What this task involves: The entries below contain a line with "use reqwest::Client;" and a line with "for at most". Quote exactly those two lines and all lines between them.

..............................

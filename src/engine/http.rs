// ── Edge Engine: HTTP Plumbing, Timeouts & Circuit Breaker ─────────────────
//
// Shared network utilities used by the HTTP backend and by every component
// that awaits a collaborator.
//
// Features:
//   • `bounded()` — every suspension point carries a deadline
//   • Circuit breaker: N consecutive failures → fail fast for a cooldown
//   • Certificate-pinned reqwest::Client (Mozilla roots only)

use crate::atoms::error::{EdgeError, EdgeResult};
use log::warn;
use reqwest::Client;
use rustls::ClientConfig;
use std::future::Future;
use std::sync::atomic::{AtomicU32, AtomicU64, Ordering};
use std::sync::Arc;
use std::time::{Duration, SystemTime};

// ── Bounded calls ──────────────────────────────────────────────────────────

/// Await `fut` for at most `limit`; a timeout becomes `EdgeError::Timeout`.
pub async fn bounded<T, F>(what: &str, limit: Duration, fut: F) -> EdgeResult<T>
where
    F: Future<Output = EdgeResult<T>>,
{
    match tokio::time::timeout(limit, fut).await {
        Ok(result) => result,
        Err(_) => Err(EdgeError::Timeout(format!("{} after {}ms", what, limit.as_millis()))),
    }
}

// ── Circuit Breaker ────────────────────────────────────────────────────────

/// Trips after N consecutive failures, then rejects calls for a cooldown
/// period before letting a single trial request through.
///
/// States:
///   Closed   — normal operation, requests pass through
///   Open     — rejecting requests (cooldown active)
///   HalfOpen — cooldown expired; the first caller claims the trial by
///              restarting the cooldown, everyone else is still rejected
///
/// A trial that never reports back (dropped future) only blocks until the
/// restarted cooldown runs out.
pub struct CircuitBreaker {
    consecutive_failures: AtomicU32,
    /// Epoch secs when the circuit was tripped open or the last trial began.
    tripped_at: AtomicU64,
    threshold: u32,
    cooldown_secs: u64,
}

impl CircuitBreaker {
    pub const fn new(threshold: u32, cooldown_secs: u64) -> Self {
        Self {
            consecutive_failures: AtomicU32::new(0),
            tripped_at: AtomicU64::new(0),
            threshold,
            cooldown_secs,
        }
    }

    /// `Ok(())` if a request may go out, `Err(CircuitOpen)` otherwise.
    pub fn check(&self) -> EdgeResult<()> {
        let failures = self.consecutive_failures.load(Ordering::SeqCst);
        if self.threshold == 0 || failures < self.threshold {
            return Ok(());
        }

        let tripped = self.tripped_at.load(Ordering::SeqCst);
        let now = epoch_secs();
        let elapsed = now.saturating_sub(tripped);
        if elapsed < self.cooldown_secs {
            return Err(EdgeError::CircuitOpen(format!(
                "{} consecutive failures, cooling down for {}s",
                failures,
                self.cooldown_secs - elapsed
            )));
        }
        match self
            .tripped_at
            .compare_exchange(tripped, now, Ordering::SeqCst, Ordering::SeqCst)
        {
            Ok(_) => Ok(()),
            Err(_) => Err(EdgeError::CircuitOpen("trial request already in flight".into())),
        }
    }

    pub fn record_success(&self) {
        self.consecutive_failures.store(0, Ordering::SeqCst);
        self.tripped_at.store(0, Ordering::SeqCst);
    }

    pub fn record_failure(&self) {
        let prev = self.consecutive_failures.fetch_add(1, Ordering::SeqCst);
        if self.threshold > 0 && prev + 1 >= self.threshold {
            self.tripped_at.store(epoch_secs(), Ordering::SeqCst);
            if prev + 1 == self.threshold {
                warn!(
                    "[http] Circuit tripped after {} consecutive failures — cooling down {}s",
                    prev + 1,
                    self.cooldown_secs
                );
            }
        }
    }

    /// True while requests are being rejected. Does not claim the trial.
    pub fn is_open(&self) -> bool {
        if self.threshold == 0 || self.consecutive_failures.load(Ordering::SeqCst) < self.threshold {
            return false;
        }
        epoch_secs().saturating_sub(self.tripped_at.load(Ordering::SeqCst)) < self.cooldown_secs
    }
}

fn epoch_secs() -> u64 {
    SystemTime::now()
        .duration_since(SystemTime::UNIX_EPOCH)
        .unwrap_or_default()
        .as_secs()
}

// ── Certificate-Pinned Client Factory ──────────────────────────────────────
//
// Builds a `reqwest::Client` on a rustls config that trusts only the Mozilla
// root store, so a CA installed on the device cannot intercept edge traffic.
// Uses an explicit `ring` provider so it works in test binaries where no
// process-level provider was installed.

fn pinned_tls_config() -> EdgeResult<ClientConfig> {
    let mut root_store = rustls::RootCertStore::empty();
    root_store.extend(webpki_roots::TLS_SERVER_ROOTS.iter().cloned());

    let config = ClientConfig::builder_with_provider(Arc::new(rustls::crypto::ring::default_provider()))
        .with_safe_default_protocol_versions()
        .map_err(|e| EdgeError::Config(format!("TLS protocol versions: {e}")))?
        .with_root_certificates(root_store)
        .with_no_client_auth();
    Ok(config)
}

/// Build the shared edge API client. The per-request timeout is the
/// backstop; components still wrap calls in `bounded()`.
pub fn pinned_client(connect_timeout: Duration, request_timeout: Duration) -> EdgeResult<Client> {
    let client = Client::builder()
        .use_preconfigured_tls(pinned_tls_config()?)
        .connect_timeout(connect_timeout)
        .timeout(request_timeout)
        .build()?;
    Ok(client)
}

#[cfg(test)]
mod tests {
    use super::*;

    #[test]
    fn breaker_trips_at_threshold_and_resets() {
        let breaker = CircuitBreaker::new(3, 60);
        breaker.record_failure();
        breaker.record_failure();
        assert!(breaker.check().is_ok());
        breaker.record_failure();
        assert!(breaker.is_open());
        breaker.record_success();
        assert!(breaker.check().is_ok());
    }

    /// Pretend the breaker tripped `secs` ago.
    fn backdate(breaker: &CircuitBreaker, secs: u64) {
        breaker.tripped_at.store(epoch_secs() - secs, Ordering::SeqCst);
    }

    #[test]
    fn breaker_half_opens_for_one_trial() {
        let breaker = CircuitBreaker::new(1, 30);
        breaker.record_failure();
        assert!(breaker.is_open());
        backdate(&breaker, 31);
        assert!(!breaker.is_open());

        assert!(breaker.check().is_ok());
        assert!(matches!(breaker.check(), Err(EdgeError::CircuitOpen(_))));

        // Failed trial: a fresh cooldown.
        breaker.record_failure();
        assert!(breaker.is_open());
        backdate(&breaker, 31);
        assert!(breaker.check().is_ok());
        breaker.record_success();
        assert!(breaker.check().is_ok());
        assert!(breaker.check().is_ok());
    }

    #[test]
    fn concurrent_callers_get_a_single_trial() {
        let breaker = CircuitBreaker::new(2, 30);
        breaker.record_failure();
        breaker.record_failure();
        backdate(&breaker, 60);

        let admitted = AtomicU32::new(0);
        std::thread::scope(|scope| {
            for _ in 0..16 {
                scope.spawn(|| {
                    if breaker.check().is_ok() {
                        admitted.fetch_add(1, Ordering::SeqCst);
                    }
                });
            }
        });
        assert_eq!(admitted.load(Ordering::SeqCst), 1);
    }

    #[tokio::test]
    async fn bounded_times_out() {
        let result: EdgeResult<()> = bounded("slow", Duration::from_millis(10), async {
            tokio::time::sleep(Duration::from_secs(5)).await;
            Ok(())
        })
        .await;
        assert!(matches!(result, Err(EdgeError::Timeout(_))));
    }
}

..............................

Response area:
use reqwest::Client;
use rustls::ClientConfig;
use std::future::Future;
use std::sync::atomic::{AtomicU32, AtomicU64, Ordering};
use std::sync::Arc;
use std::time::{Duration, SystemTime};

// ── Bounded calls ──────────────────────────────────────────────────────────

/// Await `fut` for at most `limit`; a timeout becomes `EdgeError::Timeout`.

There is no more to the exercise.